We also found that sex and BMI are associated with pain. Regarding BMI, this finding is consistent with a previous study showing that BMI is positively associated with musculoskeletal pain.41 Epidemiological studies have linked high BMI to pain; however, these studies have not provided any factors to explain this association. Moreover, our study showed that female sex is a risk factor for pain, which is consistent with previous findings indicating the important role of sex in pain reporting.42,43 The influence of sex is expected because women are smaller in stature and have less muscle strength than men, and more physically demanding occupations correspond to a higher risk of pain.44 To reduce pain among ICU personnel, a multifactorial approach that includes ergonomic and psychosocial interventions should be considered in the future.

As with every study, our work had some limitations.

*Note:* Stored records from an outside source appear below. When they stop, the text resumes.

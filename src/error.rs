//! The closed set of errors the engine can return.
//!
//! Unlike the ambient `anyhow::Result` an application binary reaches for,
//! a library that promises callers can tell "the name wasn't interned"
//! apart from "the disk is failing" needs a real enumeration callers can
//! match on.

use thiserror::Error;

#[derive(Debug, Error)]
pub enum GsdError {
    #[error("I/O error: {0}")]
    Io(String),

    #[error("invalid argument: {0}")]
    InvalidArgument(String),

    #[error("not found: {0}")]
    NotFound(String),

    #[error("invalid file: {0}")]
    InvalidFile(String),

    #[error("corrupt file: {0}")]
    CorruptFile(String),

    #[error("allocation failure: {0}")]
    AllocationFailure(String),

    #[error("file must be writable: {0}")]
    FileMustBeWritable(String),
}

pub type Result<T> = std::result::Result<T, GsdError>;

impl From<std::io::Error> for GsdError {
    fn from(e: std::io::Error) -> Self {
        GsdError::Io(e.to_string())
    }
}

/// `gsd_io` backends return `anyhow::Result`; the engine folds any failure
/// from that layer into `GsdError::Io` since by the time it crosses that
/// boundary it is always a low-level I/O failure (read/write/seek/mmap).
impl From<anyhow::Error> for GsdError {
    fn from(e: anyhow::Error) -> Self {
        GsdError::Io(format!("{:#}", e))
    }
}
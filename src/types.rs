//! The element-type table (spec.md §4.7) and version packing (§4.7, §4.2).

use num_enum::{IntoPrimitive, TryFromPrimitive};

/// The closed enumeration of chunk element types, tagged 1..10 on disk.
#[derive(Debug, Clone, Copy, PartialEq, Eq, IntoPrimitive, TryFromPrimitive)]
#[repr(u8)]
pub enum ElementType {
    U8 = 1,
    U16 = 2,
    U32 = 3,
    U64 = 4,
    I8 = 5,
    I16 = 6,
    I32 = 7,
    I64 = 8,
    F32 = 9,
    F64 = 10,
}

impl ElementType {
    /// Byte size of one element. Any tag outside 1..=10 is not representable
    /// as `ElementType` in the first place; callers holding a raw `u8` tag
    /// read from disk should use `sizeof_tag`, which returns 0 for unknown
    /// tags per spec.md §4.7 rather than failing to construct.
    pub fn size(self) -> usize {
        match self {
            ElementType::U8 | ElementType::I8 => 1,
            ElementType::U16 | ElementType::I16 => 2,
            ElementType::U32 | ElementType::I32 | ElementType::F32 => 4,
            ElementType::U64 | ElementType::I64 | ElementType::F64 => 8,
        }
    }

    pub fn tag(self) -> u8 {
        self.into()
    }

    pub fn from_tag(tag: u8) -> Option<Self> {
        ElementType::try_from(tag).ok()
    }
}

/// `sizeof(type)` for a raw on-disk tag. Unknown tags return 0, which callers
/// treat as invalid, matching spec.md §4.7 exactly ("any other value returns
/// 0").
pub fn sizeof_tag(tag: u8) -> usize {
    ElementType::from_tag(tag).map(ElementType::size).unwrap_or(0)
}

/// A packed `(major << 16) | minor` format version, comparable by unsigned
/// integer order as spec.md §4.7 specifies.
#[derive(Debug, Clone, Copy, PartialEq, Eq, PartialOrd, Ord)]
pub struct Version(pub u32);

impl Version {
    pub fn new(major: u16, minor: u16) -> Self {
        Version(make_version(major, minor))
    }

    pub fn major(self) -> u16 {
        (self.0 >> 16) as u16
    }

    pub fn minor(self) -> u16 {
        (self.0 & 0xFFFF) as u16
    }
}

pub fn make_version(major: u16, minor: u16) -> u32 {
    ((major as u32) << 16) | (minor as u32)
}

/// Current format version written by this engine.
pub const CURRENT_VERSION: Version = Version(0x0001_0000); // 1.0

/// Whether a file format version is supported for open. spec.md §4.2 rejects
/// versions strictly between 0.3 and 1.0 even though §3 summarizes the
/// supported range as ">= 0.3 and < 2.0": 0.3 is the legacy format kept for
/// backward compatibility, and 1.0 is where the current format line starts;
/// nothing was ever released in between.
pub fn version_supported(v: Version) -> bool {
    v == Version::new(0, 3) || (v >= Version::new(1, 0) && v < Version::new(2, 0))
}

First, we used self-reported measures and retrospective questionnaires. To obtain accurate results, honest responses from the participants were necessary. Second, our study sample was small (n=356), mainly due to the low number of workers. Our study is not necessarily representative of all ICU personnel in China, and more research is needed to determine a more accurate prevalence of pain and its risk factors. Third, participants completing the DASS-21 scale may have been currently suffering from or suffered pain in the past; however, this test can only reflect the mental health situation of the participants at the time they completed the scale questions. We could not determine the causal relationship between pain and anxiety, depression, and stress, and we only included the DASS-21 responses in the difference analysis but not the regression analysis; all of which are further limitations of our research. Last, it is necessary to conduct a prospective cohort study design with a larger sample size in the future to provide more reliable research evidence for pain among medical staff in China.

Conclusion

This study reveals the high prevalence of pain among ICU personnel. Psychosocial factors, such as psychological fatigue, and ergonomic factors, such as bending or twisting the neck, play important roles in the development of pain. In addition, ICU personnel with pain have significantly higher rates of positivity for mental disorders. However, whether their pain is the main cause of their increased levels of depression, anxiety or stress has not been clarified. Thus, measures are needed to prevent musculoskeletal and psychiatric disorders and to ensure the health of ICU personnel.

Ethics Approval

The study was approved by the ethics committees at West China Hospital (approval number: 1017/2021).

Acknowledgments

The authors thank all the ICU personnel who participated in the study at West China Hospital of Sichuan University. All their help is truly appreciated.

Author Contributions

All authors made a significant contribution to the work reported, whether that is in the conception, study design, execution, acquisition of data, analysis and interpretation, or in all these areas; took part in drafting, revising or critically reviewing the article; gave final approval of the version to be published; have agreed on the journal to which the article has been submitted; and agree to be accountable for all aspects of the work.

Funding

This study was supported by the Sichuan Science and Technology program, grant number: 2020YFS0188. The funding sources were involved in the conduct of the study and development of the submission.

Disclosure

The authors declare no conflicts of interest in this work.